Each of these is a platform, so yip, you read it right – there are actually no less than 4 journal platforms being developed in the Coko community, not including the Micropublications platforms (of which there are two – one developed with Wormbase, and the other with the Organisation for Human Brain Mapping).

So, right from the get go our ‘offer’ is not standard. We don’t offer one platform to rule them all – there are many journal platforms in production. All of these are built on top of PubSweet… PubSweet is a kind of ‘headless’ publishing platform….it’s more or less the backend brains in that it is a kind of framework that ‘thinks like a publishing system’ but has not determined a workflow for you. So, each of the xpub-* platforms are actually publishing platforms built to meet a specific workflow and built on top of PubSweet…

Here is a crappy diagram (drawn in haste) to get the basic idea across:

ya

In the above, you see a PubSweet platform (eg. xpub-elife). PubSweet itself is the whole app – it sort of ‘encapsulates’ everything. Really though, you get the PubSweet core and then extend it with front-end components to meet your workflow needs. A typical front-end component might be a login screen, or a dash, a submission info page, a reviewer form etc.

You can also extend PubSweet on the back end as well (eg to enable integration with external services etc). The following is a more accurate but slightly techy architectural overview (you can skip this image and the following paragraph if you want to avoid the slightly techie part of this article).

ps2

In case you are wondering – everything is written in Javascript. Why did we choose JS? It was a deliberate choice to go with a language that was prolific. Almost every dev around these days needs to know some Javascript (it’s the most popular language by far on Github), this makes finding a developer to work on your project is as easy as we could possibly make it. JS is also a phenomenal language these days. Fast, sophisticated and more than capable of supporting large-scale publishing requirements. I mean, if it’s good enough for Paypal, Netflix, Linkedin, Uber and ebay, then it is good enough for you.

So each PubSweet platform has its own collection of front and back end components to meet the workflow of someone’s dreams… the idea is that to achieve the platform of your dreams you can reuse what others have already built and then just build what isn’t already available. In a sense, you can ‘assemble’ your platform from existing parts.

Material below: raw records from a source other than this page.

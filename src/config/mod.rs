//! Analytics configuration: cohort window, churn curve guards and cache policy

pub mod loader;

use std::collections::BTreeMap;
use std::path::Path;

use serde::{Deserialize, Serialize};

use crate::calendar::ReportingZone;
use crate::error::{AnalyticsError, AnalyticsResult};

/// Container for all engine settings
#[derive(Debug, Clone, PartialEq, Serialize, Deserialize)]
#[serde(default)]
pub struct AnalyticsConfig {
    pub cohort: CohortSettings,
    pub churn: ChurnCurveSettings,
    pub lifetime: LifetimeValueSettings,
    pub cache: CacheSettings,
}

/// Cohort window and calendar settings
#[derive(Debug, Clone, PartialEq, Serialize, Deserialize)]
#[serde(default)]
pub struct CohortSettings {
    /// Number of months of join cohorts to keep, and the highest month offset tracked
    pub months_back: u32,

    /// Offset of the reporting timezone from UTC, in seconds
    pub utc_offset_seconds: i32,

    /// IANA zone name (e.g. "America/New_York"); overrides `utc_offset_seconds` when set
    pub timezone: Option<String>,
}

impl Default for CohortSettings {
    fn default() -> Self {
        Self {
            months_back: 24,
            utc_offset_seconds: 0,
            timezone: None,
        }
    }
}

/// Guards and windows for the churn curve
#[derive(Debug, Clone, PartialEq, Serialize, Deserialize)]
#[serde(default)]
pub struct ChurnCurveSettings {
    /// Highest tenure year tracked when counting entered/churned members
    pub max_year: u32,

    /// Half-width of the pooling window for years 1 and above
    pub smoothing_radius: u32,

    /// First tenure year folded into the terminal long-tenure bucket
    pub terminal_start_year: u32,

    /// Minimum churn rate used when projecting years 0..terminal_start_year
    pub churn_floor: f64,

    /// Cap on expected future years for years 0..terminal_start_year
    pub max_expected_years: f64,

    /// Minimum churn rate for the terminal bucket
    pub terminal_churn_floor: f64,

    /// Cap on expected future years for the terminal bucket
    pub terminal_max_expected_years: f64,
}

impl Default for ChurnCurveSettings {
    fn default() -> Self {
        Self {
            max_year: 15,
            smoothing_radius: 1,
            terminal_start_year: 10,
            churn_floor: 0.03,
            max_expected_years: 15.0,
            terminal_churn_floor: 0.02,
            terminal_max_expected_years: 20.0,
        }
    }
}

/// Lifetime value projection settings
#[derive(Debug, Clone, PartialEq, Serialize, Deserialize)]
#[serde(default)]
pub struct LifetimeValueSettings {
    /// Expected future years used when a bucket has no churn curve point
    pub fallback_expected_years: f64,
}

impl Default for LifetimeValueSettings {
    fn default() -> Self {
        Self {
            fallback_expected_years: 0.5,
        }
    }
}

/// Cache policy for computed reports
#[derive(Debug, Clone, PartialEq, Serialize, Deserialize)]
#[serde(default)]
pub struct CacheSettings {
    /// Lifetime of a cached report
    pub ttl_seconds: u64,

    /// Reference instants are floored to this granularity when building cache keys
    pub instant_granularity_seconds: i64,
}

impl Default for CacheSettings {
    fn default() -> Self {
        Self {
            ttl_seconds: 1800,
            instant_granularity_seconds: 3600,
        }
    }
}

impl Default for AnalyticsConfig {
    fn default() -> Self {
        Self::default_dashboard()
    }
}

impl AnalyticsConfig {
    /// Settings matching the membership dashboard defaults
    pub fn default_dashboard() -> Self {
        Self {
            cohort: CohortSettings::default(),
            churn: ChurnCurveSettings::default(),
            lifetime: LifetimeValueSettings::default(),
            cache: CacheSettings::default(),
        }
    }

    /// Load overrides from the default parameters file
    pub fn from_csv() -> AnalyticsResult<Self> {
        Self::from_csv_path(Path::new(loader::DEFAULT_PARAMETERS_PATH))
    }

    /// Load overrides from a specific parameters file and validate the result
    pub fn from_csv_path(path: &Path) -> AnalyticsResult<Self> {
        let parameters = loader::load_parameters(path)?;
        let config = Self::from_parameters(&parameters)?;
        config.validate()?;
        Ok(config)
    }

    /// Apply `parameter -> value` overrides on top of the defaults
    ///
    /// Unknown parameter names are logged and ignored. The parameters file is
    /// numeric only, so a named timezone is set on `cohort.timezone` directly.
    pub fn from_parameters(parameters: &BTreeMap<String, f64>) -> AnalyticsResult<Self> {
        let mut config = Self::default_dashboard();

        for (name, &value) in parameters {
            match name.as_str() {
                "months_back" => config.cohort.months_back = as_u32(name, value)?,
                "utc_offset_seconds" => config.cohort.utc_offset_seconds = as_i32(name, value)?,
                "max_year" => config.churn.max_year = as_u32(name, value)?,
                "smoothing_radius" => config.churn.smoothing_radius = as_u32(name, value)?,
                "terminal_start_year" => config.churn.terminal_start_year = as_u32(name, value)?,
                "churn_floor" => config.churn.churn_floor = value,
                "max_expected_years" => config.churn.max_expected_years = value,
                "terminal_churn_floor" => config.churn.terminal_churn_floor = value,
                "terminal_max_expected_years" => config.churn.terminal_max_expected_years = value,
                "fallback_expected_years" => config.lifetime.fallback_expected_years = value,
                "cache_ttl_seconds" => config.cache.ttl_seconds = as_u32(name, value)? as u64,
                "instant_granularity_seconds" => {
                    config.cache.instant_granularity_seconds = as_u32(name, value)? as i64
                }
                other => log::warn!("Ignoring unknown analytics parameter '{}'", other),
            }
        }

        Ok(config)
    }

    /// Reject settings that would make the floors/caps meaningless
    pub fn validate(&self) -> AnalyticsResult<()> {
        let c = &self.churn;

        if self.cohort.months_back == 0 {
            return Err(AnalyticsError::invalid_parameter("months_back", "must be at least 1"));
        }
        ReportingZone::from_settings(self.cohort.timezone.as_deref(), self.cohort.utc_offset_seconds)?;
        if c.terminal_start_year == 0 || c.terminal_start_year > c.max_year {
            return Err(AnalyticsError::invalid_parameter(
                "terminal_start_year",
                format!("must be between 1 and max_year ({})", c.max_year),
            ));
        }
        if c.terminal_start_year > u8::MAX as u32 {
            return Err(AnalyticsError::invalid_parameter("terminal_start_year", "must fit in a byte"));
        }
        for (name, floor) in [
            ("churn_floor", c.churn_floor),
            ("terminal_churn_floor", c.terminal_churn_floor),
        ] {
            if !(floor > 0.0 && floor <= 1.0) {
                return Err(AnalyticsError::invalid_parameter(name, "must be in (0, 1]"));
            }
        }
        for (name, cap) in [
            ("max_expected_years", c.max_expected_years),
            ("terminal_max_expected_years", c.terminal_max_expected_years),
            ("fallback_expected_years", self.lifetime.fallback_expected_years),
        ] {
            if !(cap.is_finite() && cap > 0.0) {
                return Err(AnalyticsError::invalid_parameter(name, "must be a positive number"));
            }
        }
        if self.cache.instant_granularity_seconds <= 0 {
            return Err(AnalyticsError::invalid_parameter(
                "instant_granularity_seconds",
                "must be positive",
            ));
        }

        Ok(())
    }
}

fn as_u32(name: &str, value: f64) -> AnalyticsResult<u32> {
    if value.fract() != 0.0 || value < 0.0 || value > u32::MAX as f64 {
        return Err(AnalyticsError::invalid_parameter(name, "must be a non-negative whole number"));
    }
    Ok(value as u32)
}

fn as_i32(name: &str, value: f64) -> AnalyticsResult<i32> {
    if value.fract() != 0.0 || value < i32::MIN as f64 || value > i32::MAX as f64 {
        return Err(AnalyticsError::invalid_parameter(name, "must be a whole number"));
    }
    Ok(value as i32)
}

c1e22edf10cd018c9d1a697c29fbd891

The nice thing about this is that each of the organisations building Journal platforms are sharing the following:

  1. the same back end/framework (PubSweet)
  2. various front (and back) end components
  3. lessons learned…

Each organisation has a vision of their ideal Journal workflow. They then design and build this on top of PubSweet, but as they do, they build various components (either page-based components such as a dashboard, or smaller UI components we call atoms and molecules) and they share these components with everyone. Hence, you should check the list of components before you start building in case the component you need already exists.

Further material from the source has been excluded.